_WORK INSTRUCTIONS_: All that is needed is each line of the entries holding the word "errors", copied as it stands.

_INFORMATION_:
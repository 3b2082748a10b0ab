//! The normalization pipeline: nested input in, flat per-entity tables out.
//!
//! Five passes run in a fixed order: decompose → pivot synthesis → attach →
//! default fill → increment assignment. Decompose walks the input and emits
//! every nested record into its own entity's table, leaving key references
//! behind in relation fields; the later passes only ever see flat records.
//! Pivot synthesis and attach touch disjoint fields, fill and increment run
//! over whole tables.

use anyhow::{anyhow, bail, Result};
use serde_json::{Map, Value};
use tracing::debug;

use normgraph_schema::{EntityDef, RelationDef, SchemaGraph};

use crate::context::NormalizeContext;
use crate::key::{coerce, key_of, Key, ID_FIELD};
use crate::tables::{NormalizedTables, Record};
use crate::{fill, increment, pivot, relation};

/// Pipeline entry point. Borrows the schema graph; every piece of mutable
/// state lives in the caller's context and table sets.
#[derive(Debug, Clone, Copy)]
pub struct Normalizer<'g> {
    graph: &'g SchemaGraph,
}

impl<'g> Normalizer<'g> {
    pub fn new(graph: &'g SchemaGraph) -> Self {
        Normalizer { graph }
    }

    pub fn graph(&self) -> &'g SchemaGraph {
        self.graph
    }

    /// Normalize one input batch rooted at `entity`.
    ///
    /// `persisted` is the store's current table set; it seeds pivot
    /// deduplication and increment adoption and is never modified. Callers
    /// without a store pass an empty set. Empty input (`null`, `[]`, `{}`)
    /// yields an empty table set, not an error.
    pub fn normalize(
        &self,
        ctx: &mut NormalizeContext,
        persisted: &NormalizedTables,
        entity: &str,
        input: &Value,
    ) -> Result<NormalizedTables> {
        let mut tables = self.decompose(ctx, persisted, entity, input)?;
        if tables.is_empty() {
            return Ok(tables);
        }
        pivot::synthesize(self.graph, ctx, persisted, &mut tables);
        relation::attach_all(self.graph, &mut tables);
        fill::fill_defaults(self.graph, &mut tables);
        increment::assign(self.graph, ctx, persisted, &mut tables);
        debug!(root = entity, entities = tables.len(), "normalized batch");
        Ok(tables)
    }

    /// Decompose pass alone: flatten nested input into per-entity tables
    /// without touching foreign keys, defaults, or pivots. `persisted` seeds
    /// the keys issued to keyless records of increment-keyed entities.
    pub fn decompose(
        &self,
        ctx: &mut NormalizeContext,
        persisted: &NormalizedTables,
        entity: &str,
        input: &Value,
    ) -> Result<NormalizedTables> {
        let mut tables = NormalizedTables::new();
        if is_empty_input(input) {
            return Ok(tables);
        }
        let root = self
            .graph
            .entity(entity)
            .ok_or_else(|| anyhow!("unknown entity `{entity}`"))?;
        match input {
            Value::Object(map) => {
                self.decompose_record(ctx, persisted, root, map, &mut tables)?;
            }
            Value::Array(items) => {
                for item in items {
                    let Value::Object(map) = item else {
                        bail!("input for `{entity}` must be a record or a list of records");
                    };
                    self.decompose_record(ctx, persisted, root, map, &mut tables)?;
                }
            }
            _ => bail!("input for `{entity}` must be a record or a list of records"),
        }
        Ok(tables)
    }

    /// Emit one record into its table and return the key reference the
    /// parent stores in its relation field. A keyless record takes the next
    /// increment id when its single primary key is an increment field, and a
    /// synthetic key otherwise.
    fn decompose_record(
        &self,
        ctx: &mut NormalizeContext,
        persisted: &NormalizedTables,
        entity: &EntityDef,
        input: &Map<String, Value>,
        tables: &mut NormalizedTables,
    ) -> Result<Value> {
        let mut record: Record = input.clone();

        for (field, def) in entity.relations() {
            let Some(value) = record.get(field).cloned() else {
                continue;
            };
            let replacement = if def.is_to_many() {
                self.decompose_many(ctx, persisted, def, &record, &value, tables)?
            } else {
                self.decompose_one(ctx, persisted, def, &record, &value, tables)?
            };
            match replacement {
                Some(marker) => record.insert(field.to_string(), marker),
                None => record.remove(field),
            };
        }

        let key = match key_of(&record, &entity.primary_key) {
            Some(key) => key,
            None => match increment::key_for_keyless(ctx, persisted, tables, entity) {
                Some((field, id)) => {
                    let value = Value::Number(id.into());
                    record.insert(field, value.clone());
                    Key::Scalar(value)
                }
                None => Key::Scalar(Value::String(ctx.synthetic_key())),
            },
        };
        record.insert(ID_FIELD.to_string(), key.witness());
        let marker = key.witness();
        tables.merge_record(entity.name.clone(), key.encode(), record);
        Ok(marker)
    }

    /// To-one field value: nested object recurses, anything else is already
    /// a key reference and is kept coerced. `None` drops the field (a nested
    /// record whose target entity cannot be resolved).
    fn decompose_one(
        &self,
        ctx: &mut NormalizeContext,
        persisted: &NormalizedTables,
        def: &RelationDef,
        owner: &Record,
        value: &Value,
        tables: &mut NormalizedTables,
    ) -> Result<Option<Value>> {
        match value {
            Value::Object(map) => {
                let Some(related) = self.related_entity_of(def, owner) else {
                    return Ok(None);
                };
                self.decompose_record(ctx, persisted, related, map, tables)
                    .map(Some)
            }
            Value::Array(parts) => Ok(Some(Value::Array(parts.iter().map(coerce).collect()))),
            other => Ok(Some(coerce(other))),
        }
    }

    /// To-many field value: nested objects recurse element-wise, a bare
    /// object is a one-element list, scalars pass through as references.
    fn decompose_many(
        &self,
        ctx: &mut NormalizeContext,
        persisted: &NormalizedTables,
        def: &RelationDef,
        owner: &Record,
        value: &Value,
        tables: &mut NormalizedTables,
    ) -> Result<Option<Value>> {
        let items: &[Value] = match value {
            Value::Array(items) => items,
            Value::Object(_) => std::slice::from_ref(value),
            other => return Ok(Some(coerce(other))),
        };

        let mut markers = Vec::with_capacity(items.len());
        for item in items {
            match item {
                Value::Object(map) => {
                    let Some(related) = self.related_entity_of(def, owner) else {
                        continue;
                    };
                    markers.push(self.decompose_record(ctx, persisted, related, map, tables)?);
                }
                other => markers.push(coerce(other)),
            }
        }
        Ok(Some(Value::Array(markers)))
    }

    /// The entity a relation field's nested records belong to. For the
    /// polymorphic owner kind the entity is named by the record's own type
    /// field; a missing or unregistered name resolves to `None`.
    fn related_entity_of(&self, def: &RelationDef, owner: &Record) -> Option<&'g EntityDef> {
        let name = match def {
            RelationDef::ToOne { related, .. }
            | RelationDef::ToMany { related, .. }
            | RelationDef::ManyToMany { related, .. }
            | RelationDef::PolyToOne { related, .. }
            | RelationDef::PolyToMany { related, .. } => related.as_str(),
            RelationDef::BelongsTo { parent, .. } => parent.as_str(),
            RelationDef::PolyOwner { type_field, .. } => owner.get(type_field)?.as_str()?,
        };
        self.graph.entity(name)
    }
}

fn is_empty_input(input: &Value) -> bool {
    match input {
        Value::Null => true,
        Value::Array(items) => items.is_empty(),
        Value::Object(map) => map.is_empty(),
        _ => false,
    }
}
//! Entity and relation declarations for the normalization engine.
//!
//! This crate defines the descriptive half of normgraph: entities with their
//! primary keys and fields, the closed relation taxonomy, and the
//! [`SchemaGraph`] registry that ties them together.
//!
//! Design notes:
//! - Relation targets are stored as entity *names* and resolved against the
//!   graph lazily, so self-referential and mutually recursive schemas declare
//!   naturally.
//! - Validation is eager: [`SchemaGraphBuilder::build`] rejects configuration
//!   errors (unregistered targets, malformed composite-key declarations) up
//!   front. Data-shape problems are never schema errors; they surface at
//!   normalization time as keyless records or empty match results.

pub mod entity;
pub mod graph;
pub mod relation;

pub use entity::{AttrDef, EntityDef, FieldDef, Name, PrimaryKey};
pub use graph::{SchemaError, SchemaGraph, SchemaGraphBuilder};
pub use relation::RelationDef;
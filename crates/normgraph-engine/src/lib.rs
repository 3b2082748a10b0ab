//! In-memory normalization and relation resolution over schema-described
//! entity graphs.
//!
//! Nested record trees come in; flat per-entity tables keyed by encoded
//! primary keys come out, with relation fields reduced to key references.
//! Key behaviors:
//!
//! 1. **Key codec**: scalar and composite keys encode to table-key text,
//!    every record carries its key witness under `$id`
//! 2. **Pipeline**: decompose → pivot synthesis → attach → default fill →
//!    increment assignment, one pass each, in [`Normalizer`]
//! 3. **Dictionary matching**: read-time relation resolution groups
//!    candidates once per field instead of scanning per owner
//! 4. **Explicit context**: synthetic-key and increment state lives in a
//!    caller-owned [`NormalizeContext`], never in globals
//!
//! ## Module Organization
//!
//! - `key`: primary-key codec, `$id` witnesses, synthetic keys, coercion
//! - `tables`: the flat table set batches and stores exchange
//! - `context`: per-database mutable state
//! - `normalize`: the decompose pass and the pipeline entry point
//! - `pivot`: many-to-many pivot synthesis
//! - `relation`: key attachment and dictionary-based matching
//! - `fill` / `increment`: declared defaults and auto-increment values

pub mod context;
pub mod fill;
pub mod increment;
pub mod key;
pub mod normalize;
pub mod pivot;
pub mod relation;
pub mod tables;

// Re-export key types
pub use context::NormalizeContext;
pub use key::{coerce, key_of, Key, SyntheticKeys, ID_FIELD, SYNTHETIC_PREFIX};
pub use normalize::Normalizer;
pub use relation::{attach, attach_all, build_dictionary, load, RelatedSource};
pub use tables::{NormalizedTables, Record, RecordTable};
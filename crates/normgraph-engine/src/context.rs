//! Explicit normalization context: the synthetic-key counter and the
//! auto-increment cursors.

use ahash::AHashMap;

use crate::key::SyntheticKeys;

/// Mutable state carried across normalization calls against one logical
/// database.
///
/// Callers hold one context per database and pass it by `&mut`; exclusive
/// access is a compile-time fact, there are no hidden globals. The two
/// counters are independent: synthetic keys name keyless records, increment
/// cursors feed auto-increment fields, and each resets on its own.
#[derive(Debug, Clone, Default)]
pub struct NormalizeContext {
    synthetic: SyntheticKeys,
    cursors: AHashMap<(String, String), i64>,
}

impl NormalizeContext {
    pub fn new() -> Self {
        Self::default()
    }

    /// Zero both counters.
    pub fn reset(&mut self) {
        self.reset_synthetic_keys();
        self.reset_increments();
    }

    /// Restart synthetic keys at `_no_key_1`.
    pub fn reset_synthetic_keys(&mut self) {
        self.synthetic.reset();
    }

    /// Forget every auto-increment cursor.
    pub fn reset_increments(&mut self) {
        self.cursors.clear();
    }

    pub(crate) fn synthetic_key(&mut self) -> String {
        self.synthetic.issue()
    }

    pub(crate) fn cursor_mut(&mut self, entity: &str, field: &str) -> &mut i64 {
        self.cursors
            .entry((entity.to_string(), field.to_string()))
            .or_insert(0)
    }
}
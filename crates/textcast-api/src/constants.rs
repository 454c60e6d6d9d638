//! Route paths and fixed response messages

pub const UPLOAD_PATH: &str = "/upload";
pub const UPLOAD_EXTENDED_PATH: &str = "/upload_extended";
pub const LIST_TEXTS_PATH: &str = "/list_texts";
pub const LIST_EXTENDED_PATH: &str = "/list_extended_uploads";
pub const DELETE_PATH: &str = "/delete";
pub const DELETE_SUBUPLOAD_PATH: &str = "/delete_subupload";
pub const HEALTH_PATH: &str = "/health";
pub const OPENAPI_PATH: &str = "/api/openapi.json";

pub const ITEM_NOT_FOUND: &str = "Item not found";
pub const DELETE_SUCCESSFUL: &str = "Delete successful";
pub const DELETE_ERROR: &str = "Error deleting item";

/// Content type used when a multipart file part does not declare one.
pub const DEFAULT_CONTENT_TYPE: &str = "application/octet-stream";
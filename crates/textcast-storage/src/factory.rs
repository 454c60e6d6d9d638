#[cfg(feature = "storage-local")]
use crate::LocalStorage;
#[cfg(feature = "storage-s3")]
use crate::S3Storage;
use crate::{Storage, StorageBackend, StorageError, StorageResult};
use std::sync::Arc;
use textcast_core::Config;

/// Create a storage backend based on configuration
pub async fn create_storage(config: &Config) -> StorageResult<Arc<dyn Storage>> {
    let backend = config.storage_backend().unwrap_or(StorageBackend::S3);

    match backend {
        #[cfg(feature = "storage-s3")]
        StorageBackend::S3 => {
            let bucket = config
                .s3_bucket()
                .map(String::from)
                .ok_or_else(|| StorageError::ConfigError("S3_BUCKET not configured".to_string()))?;
            let region = config.s3_region().map(String::from).ok_or_else(|| {
                StorageError::ConfigError("S3_REGION or AWS_REGION not configured".to_string())
            })?;
            let endpoint = config.s3_endpoint().map(String::from);

            let storage = S3Storage::new(bucket, region, endpoint)?;
            Ok(Arc::new(storage))
        }

        #[cfg(not(feature = "storage-s3"))]
        StorageBackend::S3 => Err(StorageError::ConfigError(
            "S3 storage backend not available (storage-s3 feature not enabled)".to_string(),
        )),

        #[cfg(feature = "storage-local")]
        StorageBackend::Local => {
            let base_path = config
                .local_storage_path()
                .map(String::from)
                .ok_or_else(|| {
                    StorageError::ConfigError("LOCAL_STORAGE_PATH not configured".to_string())
                })?;
            let base_url = config
                .local_storage_base_url()
                .map(String::from)
                .ok_or_else(|| {
                    StorageError::ConfigError("LOCAL_STORAGE_BASE_URL not configured".to_string())
                })?;

            let storage = LocalStorage::new(base_path, base_url).await?;
            Ok(Arc::new(storage))
        }

        #[cfg(not(feature = "storage-local"))]
        StorageBackend::Local => Err(StorageError::ConfigError(
            "Local storage backend not available (storage-local feature not enabled)".to_string(),
        )),
    }
}
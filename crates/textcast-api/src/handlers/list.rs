use crate::error::{ErrorResponse, HttpAppError};
use crate::state::AppState;
use axum::{extract::State, Json};
use std::sync::Arc;
use textcast_core::models::{ExtendedUploadRecord, UploadRecord};
use textcast_core::AppError;

#[utoipa::path(
    get,
    path = "/list_texts",
    tag = "records",
    responses(
        (status = 200, description = "Simple uploads of the company", body = [UploadRecord]),
        (status = 500, description = "Record store error", body = ErrorResponse)
    )
)]
#[tracing::instrument(skip(state), fields(operation = "list_texts"))]
pub async fn list_texts(
    State(state): State<Arc<AppState>>,
) -> Result<Json<Vec<UploadRecord>>, HttpAppError> {
    let records = state
        .records
        .list_uploads(state.company_id())
        .await
        .map_err(AppError::from)?;
    tracing::debug!(count = records.len(), "Listed simple uploads");
    Ok(Json(records))
}

#[utoipa::path(
    get,
    path = "/list_extended_uploads",
    tag = "records",
    responses(
        (status = 200, description = "Extended uploads of the company", body = [ExtendedUploadRecord]),
        (status = 500, description = "Record store error", body = ErrorResponse)
    )
)]
#[tracing::instrument(skip(state), fields(operation = "list_extended_uploads"))]
pub async fn list_extended_uploads(
    State(state): State<Arc<AppState>>,
) -> Result<Json<Vec<ExtendedUploadRecord>>, HttpAppError> {
    let records = state
        .records
        .list_extended(state.company_id())
        .await
        .map_err(AppError::from)?;
    tracing::debug!(count = records.len(), "Listed extended uploads");
    Ok(Json(records))
}
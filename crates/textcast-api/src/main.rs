use textcast_core::Config;

#[tokio::main]
async fn main() -> Result<(), anyhow::Error> {
    // Load configuration
    let config = Config::from_env()?;

    // Initialize the application (storage, records, speech, routes)
    let (_state, router) = textcast_api::setup::initialize_app(config.clone()).await?;

    // Start the server
    textcast_api::setup::server::start_server(&config, router).await?;

    Ok(())
}
//! Textcast API Library
//!
//! HTTP handlers, services and application setup for the upload backend.

mod api_doc;
pub mod constants;
mod handlers;
mod middleware;
mod services;
pub mod setup;
mod telemetry;
mod utils;

// Public modules
pub mod error;
pub mod state;

// Re-exports
pub use error::ErrorResponse;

_TASK SOLUTION_:
//!   errors (unregistered targets, malformed composite-key declarations) up
//!   front. Data-shape problems are never schema errors; they surface at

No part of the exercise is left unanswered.